Do your various contractual terms, associated rules and notices sufficiently protect your commercial interests? A recent decision demonstrates the importance of fair and consistent drafting of terms and conditions and any associated documents and ensuring these are brought clearly to the attention of the other party.

What happened?

An online player of a Paddy Power ‘fruit-machine’ game won a jackpot of just over £1m while playing the game on her iPad. She knew she won because the screen told her so after she was invited to spin the jackpot wheel.

But Paddy Power (PP) said this was a mistake: there was a human mis-programming error and her winnings should have been displayed at just over £20,000 (as recorded by its servers).

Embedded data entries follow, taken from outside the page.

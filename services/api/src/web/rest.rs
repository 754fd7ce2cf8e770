//! services/api/src/web/rest.rs
//!
//! Contains the Axum handlers for the REST API endpoints and the master
//! definition for the OpenAPI specification.

use crate::web::state::AppState;
use axum::{
    extract::{Path, State},
    http::StatusCode,
    response::Json,
};
use bbq_core::{DashboardView, NewReading, PortError, Session};
use chrono::{DateTime, Utc};
use serde::{Deserialize, Serialize};
use std::sync::Arc;
use tracing::{error, info, warn};
use utoipa::{OpenApi, ToSchema};

//=========================================================================================
// OpenAPI Master Definition
//=========================================================================================

#[derive(OpenApi)]
#[openapi(
    paths(
        ingest_reading_handler,
        list_sessions_handler,
        get_view_handler,
        set_target_handler,
    ),
    components(
        schemas(IngestRequest, SessionSummary, SetTargetRequest)
    ),
    tags(
        (name = "BBQ Dashboard API", description = "Reading ingestion and live cook dashboards.")
    )
)]
pub struct ApiDoc;

//=========================================================================================
// API Response and Payload Structs
//=========================================================================================

/// One reading posted by the pit controller. `session` is any JSON number;
/// see `session_key` for how it becomes a session id.
#[derive(Deserialize, Serialize, ToSchema, Debug, Clone, Copy)]
pub struct IngestRequest {
    pub session: f64,
    pub food_temp_f: f64,
    pub ambient_temp_f: f64,
    pub duty_pct: f64,
}

/// A session as listed on the index page.
#[derive(Serialize, ToSchema, Debug, Clone, PartialEq)]
pub struct SessionSummary {
    pub id: String,
    pub last_update: DateTime<Utc>,
    pub food_target: Option<f64>,
}

impl From<Session> for SessionSummary {
    fn from(session: Session) -> Self {
        Self {
            id: session.id,
            last_update: session.last_update,
            food_target: session.food_target,
        }
    }
}

#[derive(Deserialize, Serialize, ToSchema, Debug, Clone, Copy)]
pub struct SetTargetRequest {
    pub food_target: f64,
}

/// The session id for a posted session number. Integral values render
/// without a fractional part (`1.0` and `1` are both session "1"); anything
/// else keeps its shortest decimal form.
pub fn session_key(session: f64) -> String {
    // 2^53: beyond this not every integer is representable.
    const EXACT_INT_LIMIT: f64 = 9_007_199_254_740_992.0;
    if session.fract() == 0.0 && session.abs() < EXACT_INT_LIMIT {
        format!("{}", session as i64)
    } else {
        session.to_string()
    }
}

/// Maps a port failure onto the HTTP status a client should see.
pub fn port_status(e: &PortError) -> StatusCode {
    match e {
        PortError::NotFound(_) => StatusCode::NOT_FOUND,
        PortError::InvalidInput(_) => StatusCode::BAD_REQUEST,
        PortError::Unexpected(_) => StatusCode::INTERNAL_SERVER_ERROR,
    }
}

//=========================================================================================
// REST API Handlers
//=========================================================================================

/// Append a reading to a session, creating the session on first use.
#[utoipa::path(
    post,
    path = "/api/readings",
    request_body = IngestRequest,
    responses(
        (status = 200, description = "Reading stored", body = String),
        (status = 400, description = "Session number is not finite"),
        (status = 500, description = "Internal server error")
    )
)]
pub async fn ingest_reading_handler(
    State(app_state): State<Arc<AppState>>,
    Json(req): Json<IngestRequest>,
) -> Result<&'static str, (StatusCode, String)> {
    if !req.session.is_finite() {
        warn!("Rejected reading with session number {}", req.session);
        return Err((StatusCode::BAD_REQUEST, "Session must be a finite number".to_string()));
    }
    let session_id = session_key(req.session);
    let reading = NewReading {
        ambient_temp_f: req.ambient_temp_f,
        food_temp_f: req.food_temp_f,
        duty_pct: req.duty_pct,
    };

    app_state
        .store
        .append_reading(&session_id, reading, Utc::now())
        .await
        .map_err(|e| {
            error!("Failed to append reading to session {}: {:?}", session_id, e);
            (port_status(&e), "Failed to store reading".to_string())
        })?;

    Ok("ok\n")
}

/// List all sessions, most recently updated first.
#[utoipa::path(
    get,
    path = "/sessions",
    responses(
        (status = 200, description = "All sessions", body = [SessionSummary]),
        (status = 500, description = "Internal server error")
    )
)]
pub async fn list_sessions_handler(
    State(app_state): State<Arc<AppState>>,
) -> Result<Json<Vec<SessionSummary>>, (StatusCode, String)> {
    let sessions = app_state.store.list_sessions().await.map_err(|e| {
        error!("Failed to list sessions: {:?}", e);
        (port_status(&e), "Failed to list sessions".to_string())
    })?;
    Ok(Json(sessions.into_iter().map(SessionSummary::from).collect()))
}

/// The current dashboard for one session: derived series, estimate and
/// staleness notice.
#[utoipa::path(
    get,
    path = "/sessions/{id}",
    params(
        ("id" = String, Path, description = "The session id.")
    ),
    responses(
        (status = 200, description = "Dashboard view", content_type = "application/json"),
        (status = 404, description = "Session not found"),
        (status = 500, description = "Internal server error")
    )
)]
pub async fn get_view_handler(
    State(app_state): State<Arc<AppState>>,
    Path(session_id): Path<String>,
) -> Result<Json<DashboardView>, (StatusCode, String)> {
    let view = app_state
        .controller(&session_id)
        .snapshot(Utc::now())
        .await
        .map_err(|e| {
            error!("Failed to build view for session {}: {:?}", session_id, e);
            (port_status(&e), "Failed to build dashboard".to_string())
        })?;

    view.map(Json).ok_or_else(|| {
        (
            StatusCode::NOT_FOUND,
            format!("Session {} not found", session_id),
        )
    })
}

/// Set the food target temperature of a session.
#[utoipa::path(
    put,
    path = "/sessions/{id}/target",
    params(
        ("id" = String, Path, description = "The session id.")
    ),
    request_body = SetTargetRequest,
    responses(
        (status = 204, description = "Target updated"),
        (status = 400, description = "Target is not a finite number"),
        (status = 404, description = "Session not found"),
        (status = 500, description = "Internal server error")
    )
)]
pub async fn set_target_handler(
    State(app_state): State<Arc<AppState>>,
    Path(session_id): Path<String>,
    Json(req): Json<SetTargetRequest>,
) -> Result<StatusCode, (StatusCode, String)> {
    match app_state.store.update_target(&session_id, req.food_target).await {
        Ok(()) => {
            info!("Session {} target set to {}°F", session_id, req.food_target);
            Ok(StatusCode::NO_CONTENT)
        }
        Err(e) => {
            let status = port_status(&e);
            if status == StatusCode::INTERNAL_SERVER_ERROR {
                error!("Failed to update target for session {}: {:?}", session_id, e);
            } else {
                warn!("Rejected target update for session {}: {}", session_id, e);
            }
            Err((status, e.to_string()))
        }
    }
}

#[cfg(test)]
mod tests {
    use super::*;
    use rstest::rstest;

    #[rstest]
    #[case(1.0, "1")]
    #[case(-3.0, "-3")]
    #[case(42.0, "42")]
    #[case(-0.0, "0")]
    #[case(1.5, "1.5")]
    #[case(1e16, "10000000000000000")]
    fn session_numbers_become_ids(#[case] session: f64, #[case] expected: &str) {
        assert_eq!(session_key(session), expected);
    }

    #[test]
    fn port_errors_map_to_statuses() {
        assert_eq!(port_status(&PortError::NotFound("x".into())), StatusCode::NOT_FOUND);
        assert_eq!(port_status(&PortError::InvalidInput("x".into())), StatusCode::BAD_REQUEST);
        assert_eq!(
            port_status(&PortError::Unexpected("x".into())),
            StatusCode::INTERNAL_SERVER_ERROR
        );
    }
}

That’s what she was paid. No explanation for the change of the sum she had won was provided on screen.

PP relied on its T&Cs, arguing that where there was any discrepancy between the random number software generator software and the on-screen result, the records on PP’s server were definitive. Further, the game Rules stated that malfunction voids all play, however, the software and hardware did not malfunction - it was, as the court noted, programmed wrongly by a human being.

The judge1 highlighted several difficulties in constructing the interaction between the game Rules and the actual T&Cs. He found that PP could have made it clear to the consumer in the Rules at the date of the contract that, for instance, verification will determine the result (at least for big jackpots) but chose not to.

Further, one of the clauses in the T&Cs provided that "In the event of a systems or communications error relating to the generation of any result …, we will not be liable to you as a result of such errors …". Again, the clause did not cover the human error that had happened.

Also, the clause transferred all of the risk for PP’s errors onto the consumer. The exclusion clause created a very wide exclusion (it excluded liability for valid wins), creating a significant imbalance between the parties. This breached the requirement of good faith.

The judge concluded that on a proper construction, the Rules had priority: the result or outcome shown on the screen was contractually what the player was entitled to (‘what you see is what you get’). That is what the she expected; and that’s what PP would have thought was to be intended.

Why does this matter?

PP’s drafting of its T&Cs and the game Rules were not consistent and this cost it almost £1m. Had PP reasonably and sufficiently brought certain clauses to the player’s attention, its defence may have succeeded, at least in part. In practice, it had not done so.

Businesses may find it instructive to consider the specific problems highlighted in the ruling, and consider their own contractual documentation in light of this:

· PP had lost its original contract with the player

· It had not produced any evidence of sending her customer notice when there had been a change in terms in 2020

· The exclusion clause did not include “for our mistakes"

· The exclusion clause was not listed in the index to the Terms of Use, or mentioned/referred to in the Rules and not in bold or capitals or highlighted or referred to on screen at all

· The T&Cs consisted of multiple documents located in different places (making it difficult for consumers to see the whole contract in one place at one time)

Businesses must ensure their contractual terms are unambiguous, consistent with any other rules or terms, fair, and (particularly if onerous) clearly brought to the attention of the other party. The context is relevant – transacting (or playing) online, for example, can present the particular challenge of engaging with the user and directing them to clear contractual terms at the right stage.

Always take specialist legal advice to avoid costly mistakes.